- _YOUR INSTRUCTIONS_:
Please return each record exactly, leaving nothing out.

[Recorded data]
=======

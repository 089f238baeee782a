//! HTTP calling convention
//!
//! Every call to the ordering service goes through [`Transport::send`], which
//! never fails: an unreachable or timed-out service comes back as a response
//! with status `0` and an `{"error": ...}` body. Callers branch on the
//! returned [`HttpResponse`] the same way whatever went wrong.

use async_trait::async_trait;
use http::{Method, StatusCode};
use reqwest::Client;
use serde::Serialize;
use serde::de::DeserializeOwned;
use serde_json::{Value, json};

use crate::{ClientConfig, ClientError, ClientResult};

/// Status code reported when the service could not be reached.
pub const CONNECTION_FAILED: u16 = 0;

/// One request to the ordering service
#[derive(Debug, Clone, PartialEq)]
pub struct ApiRequest {
    pub method: Method,
    /// Absolute path, e.g. `/api/client/login`
    pub path: String,
    pub query: Vec<(String, String)>,
    pub body: Option<Value>,
    pub bearer: Option<String>,
}

impl ApiRequest {
    pub fn new(method: Method, path: impl Into<String>) -> Self {
        Self {
            method,
            path: path.into(),
            query: Vec::new(),
            body: None,
            bearer: None,
        }
    }

    pub fn get(path: impl Into<String>) -> Self {
        Self::new(Method::GET, path)
    }

    pub fn post(path: impl Into<String>) -> Self {
        Self::new(Method::POST, path)
    }

    /// Attach a JSON body
    pub fn json<B: Serialize>(mut self, body: &B) -> ClientResult<Self> {
        self.body = Some(serde_json::to_value(body)?);
        Ok(self)
    }

    /// Append a query parameter
    pub fn query(mut self, key: impl Into<String>, value: impl Into<String>) -> Self {
        self.query.push((key.into(), value.into()));
        self
    }

    /// Set the `Authorization: Bearer` token
    pub fn bearer(mut self, token: impl Into<String>) -> Self {
        self.bearer = Some(token.into());
        self
    }
}

/// Parsed response: status code plus JSON body (`{}` when the body was empty)
#[derive(Debug, Clone, PartialEq)]
pub struct HttpResponse {
    pub status: u16,
    pub body: Value,
}

impl HttpResponse {
    pub fn new(status: u16, body: Value) -> Self {
        Self { status, body }
    }

    /// Sentinel for "service unreachable"
    pub fn connection_failed(message: impl Into<String>) -> Self {
        Self {
            status: CONNECTION_FAILED,
            body: json!({ "error": message.into() }),
        }
    }

    /// Build from a raw body. Non-JSON text is kept as the error message.
    pub fn from_text(status: u16, text: &str) -> Self {
        let trimmed = text.trim();
        let body = if trimmed.is_empty() {
            json!({})
        } else {
            serde_json::from_str(trimmed).unwrap_or_else(|_| json!({ "error": trimmed }))
        };
        Self { status, body }
    }

    pub fn is_success(&self) -> bool {
        (200..300).contains(&self.status)
    }

    pub fn is_connection_failure(&self) -> bool {
        self.status == CONNECTION_FAILED
    }

    pub fn is_unauthorized(&self) -> bool {
        self.status == StatusCode::UNAUTHORIZED.as_u16()
    }

    pub fn is_not_found(&self) -> bool {
        self.status == StatusCode::NOT_FOUND.as_u16()
    }

    /// Error text carried by the body, if any
    pub fn error_text(&self) -> Option<String> {
        match &self.body {
            Value::String(s) if !s.is_empty() => Some(s.clone()),
            Value::Object(map) => ["error", "message"]
                .iter()
                .filter_map(|key| map.get(*key).and_then(Value::as_str))
                .find(|s| !s.is_empty())
                .map(str::to_string),
            _ => None,
        }
    }

    /// Map a failed response onto the client error taxonomy
    pub fn into_error(self) -> ClientError {
        let text = self.error_text();
        match self.status {
            CONNECTION_FAILED => ClientError::Transport(
                text.unwrap_or_else(|| "Connection to ordering service failed".into()),
            ),
            401 => ClientError::Auth(text.unwrap_or_else(|| "Unauthorized".into())),
            status => ClientError::Service {
                status,
                message: text.unwrap_or_default(),
            },
        }
    }

    /// Pass 2xx responses through, turn everything else into an error
    pub fn ensure_success(self) -> ClientResult<Self> {
        if self.is_success() {
            Ok(self)
        } else {
            Err(self.into_error())
        }
    }

    /// Deserialize a 2xx body
    pub fn json<T: DeserializeOwned>(self) -> ClientResult<T> {
        let response = self.ensure_success()?;
        serde_json::from_value(response.body)
            .map_err(|e| ClientError::InvalidResponse(e.to_string()))
    }
}

/// HTTP transport trait
#[async_trait]
pub trait Transport: Send + Sync {
    /// Issue one request. Never fails; see module docs.
    async fn send(&self, request: ApiRequest) -> HttpResponse;

    fn base_url(&self) -> &str;
}

/// reqwest-backed transport
#[derive(Debug, Clone)]
pub struct NetworkTransport {
    client: Client,
    base_url: String,
}

impl NetworkTransport {
    pub fn new(config: &ClientConfig) -> ClientResult<Self> {
        let client = Client::builder()
            .timeout(config.timeout)
            .build()
            .map_err(|e| ClientError::Transport(format!("Failed to build HTTP client: {e}")))?;
        Ok(Self {
            client,
            base_url: config.base_url.trim_end_matches('/').to_string(),
        })
    }

    fn unreachable_message(&self, error: &reqwest::Error) -> String {
        let reason = if error.is_timeout() {
            "request timed out"
        } else {
            "connection failed"
        };
        format!(
            "Cannot connect to ordering service at {} ({reason}). Make sure it is running.",
            self.base_url
        )
    }
}

#[async_trait]
impl Transport for NetworkTransport {
    async fn send(&self, request: ApiRequest) -> HttpResponse {
        let url = format!("{}{}", self.base_url, request.path);
        tracing::debug!(method = %request.method, path = %request.path, "Sending request");

        let mut req = self.client.request(request.method.clone(), &url);
        if !request.query.is_empty() {
            req = req.query(&request.query);
        }
        if let Some(body) = &request.body {
            req = req.json(body);
        }
        if let Some(token) = &request.bearer {
            req = req.bearer_auth(token);
        }

        let response = match req.send().await {
            Ok(response) => response,
            Err(e) => {
                tracing::warn!(path = %request.path, error = %e, "Ordering service unreachable");
                return HttpResponse::connection_failed(self.unreachable_message(&e));
            }
        };

        let status = response.status().as_u16();
        match response.text().await {
            Ok(text) => {
                tracing::debug!(path = %request.path, status, "Response received");
                HttpResponse::from_text(status, &text)
            }
            Err(e) => {
                tracing::warn!(path = %request.path, error = %e, "Response body lost");
                HttpResponse::connection_failed(self.unreachable_message(&e))
            }
        }
    }

    fn base_url(&self) -> &str {
        &self.base_url
    }
}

=======

- _ANSWER TO THIS EXERCISE_:
repository 089f238baeee782a
//! HTTP calling convention
//!
//! Every call to the ordering service goes through [`Transport::send`], which
//! never fails: an unreachable or timed-out service comes back as a response
//! with status `0` and an `{"error": ...}` body. Callers branch on the
//! returned [`HttpResponse`] the same way whatever went wrong.

use async_trait::async_trait;
use http::{Method, StatusCode};
use reqwest::Client;
use serde::Serialize;
use serde::de::DeserializeOwned;
use serde_json::{Value, json};

use crate::{ClientConfig, ClientError, ClientResult};

/// Status code reported when the service could not be reached.
pub const CONNECTION_FAILED: u16 = 0;

/// One request to the ordering service
#[derive(Debug, Clone, PartialEq)]
pub struct ApiRequest {
    pub method: Method,
    /// Absolute path, e.g. `/api/client/login`
    pub path: String,
    pub query: Vec<(String, String)>,
    pub body: Option<Value>,
    pub bearer: Option<String>,
}

impl ApiRequest {
    pub fn new(method: Method, path: impl Into<String>) -> Self {
        Self {
            method,
            path: path.into(),
            query: Vec::new(),
            body: None,
            bearer: None,
        }
    }

    pub fn get(path: impl Into<String>) -> Self {
        Self::new(Method::GET, path)
    }

    pub fn post(path: impl Into<String>) -> Self {
        Self::new(Method::POST, path)
    }

    /// Attach a JSON body
    pub fn json<B: Serialize>(mut self, body: &B) -> ClientResult<Self> {
        self.body = Some(serde_json::to_value(body)?);
        Ok(self)
    }

    /// Append a query parameter
    pub fn query(mut self, key: impl Into<String>, value: impl Into<String>) -> Self {
        self.query.push((key.into(), value.into()));
        self
    }

    /// Set the `Authorization: Bearer` token
    pub fn bearer(mut self, token: impl Into<String>) -> Self {
        self.bearer = Some(token.into());
        self
    }
}

/// Parsed response: status code plus JSON body (`{}` when the body was empty)
#[derive(Debug, Clone, PartialEq)]
pub struct HttpResponse {
    pub status: u16,
    pub body: Value,
}

impl HttpResponse {
    pub fn new(status: u16, body: Value) -> Self {
        Self { status, body }
    }

    /// Sentinel for "service unreachable"
    pub fn connection_failed(message: impl Into<String>) -> Self {
        Self {
            status: CONNECTION_FAILED,
            body: json!({ "error": message.into() }),
        }
    }

    /// Build from a raw body. Non-JSON text is kept as the error message.
    pub fn from_text(status: u16, text: &str) -> Self {
        let trimmed = text.trim();
        let body = if trimmed.is_empty() {
            json!({})
        } else {
            serde_json::from_str(trimmed).unwrap_or_else(|_| json!({ "error": trimmed }))
        };
        Self { status, body }
    }

    pub fn is_success(&self) -> bool {
        (200..300).contains(&self.status)
    }

    pub fn is_connection_failure(&self) -> bool {
        self.status == CONNECTION_FAILED
    }

    pub fn is_unauthorized(&self) -> bool {
        self.status == StatusCode::UNAUTHORIZED.as_u16()
    }

    pub fn is_not_found(&self) -> bool {
        self.status == StatusCode::NOT_FOUND.as_u16()
    }

    /// Error text carried by the body, if any
    pub fn error_text(&self) -> Option<String> {
        match &self.body {
            Value::String(s) if !s.is_empty() => Some(s.clone()),
            Value::Object(map) => ["error", "message"]
                .iter()
                .filter_map(|key| map.get(*key).and_then(Value::as_str))
                .find(|s| !s.is_empty())
                .map(str::to_string),
            _ => None,
        }
    }

    /// Map a failed response onto the client error taxonomy
    pub fn into_error(self) -> ClientError {
        let text = self.error_text();
        match self.status {
            CONNECTION_FAILED => ClientError::Transport(
                text.unwrap_or_else(|| "Connection to ordering service failed".into()),
            ),
            401 => ClientError::Auth(text.unwrap_or_else(|| "Unauthorized".into())),
            status => ClientError::Service {
                status,
                message: text.unwrap_or_default(),
            },
        }
    }

    /// Pass 2xx responses through, turn everything else into an error
    pub fn ensure_success(self) -> ClientResult<Self> {
        if self.is_success() {
            Ok(self)
        } else {
            Err(self.into_error())
        }
    }

    /// Deserialize a 2xx body
    pub fn json<T: DeserializeOwned>(self) -> ClientResult<T> {
        let response = self.ensure_success()?;
        serde_json::from_value(response.body)
            .map_err(|e| ClientError::InvalidResponse(e.to_string()))
    }
}

/// HTTP transport trait
#[async_trait]
pub trait Transport: Send + Sync {
    /// Issue one request. Never fails; see module docs.
    async fn send(&self, request: ApiRequest) -> HttpResponse;

    fn base_url(&self) -> &str;
}

/// reqwest-backed transport
#[derive(Debug, Clone)]
pub struct NetworkTransport {
    client: Client,
    base_url: String,
}

impl NetworkTransport {
    pub fn new(config: &ClientConfig) -> ClientResult<Self> {
        let client = Client::builder()
            .timeout(config.timeout)
            .build()
            .map_err(|e| ClientError::Transport(format!("Failed to build HTTP client: {e}")))?;
        Ok(Self {
            client,
            base_url: config.base_url.trim_end_matches('/').to_string(),
        })
    }

    fn unreachable_message(&self, error: &reqwest::Error) -> String {
        let reason = if error.is_timeout() {
            "request timed out"
        } else {
            "connection failed"
        };
        format!(
            "Cannot connect to ordering service at {} ({reason}). Make sure it is running.",
            self.base_url
        )
    }
}

#[async_trait]
impl Transport for NetworkTransport {
    async fn send(&self, request: ApiRequest) -> HttpResponse {
        let url = format!("{}{}", self.base_url, request.path);
        tracing::debug!(method = %request.method, path = %request.path, "Sending request");

        let mut req = self.client.request(request.method.clone(), &url);
        if !request.query.is_empty() {
            req = req.query(&request.query);
        }
        if let Some(body) = &request.body {
            req = req.json(body);
        }
        if let Some(token) = &request.bearer {
            req = req.bearer_auth(token);
        }

        let response = match req.send().await {
            Ok(response) => response,
            Err(e) => {
                tracing::warn!(path = %request.path, error = %e, "Ordering service unreachable");
                return HttpResponse::connection_failed(self.unreachable_message(&e));
            }
        };

        let status = response.status().as_u16();
        match response.text().await {
            Ok(text) => {
                tracing::debug!(path = %request.path, status, "Response received");
                HttpResponse::from_text(status, &text)
            }
            Err(e) => {
                tracing::warn!(path = %request.path, error = %e, "Response body lost");
                HttpResponse::connection_failed(self.unreachable_message(&e))
            }
        }
    }

    fn base_url(&self) -> &str {
        &self.base_url
    }
}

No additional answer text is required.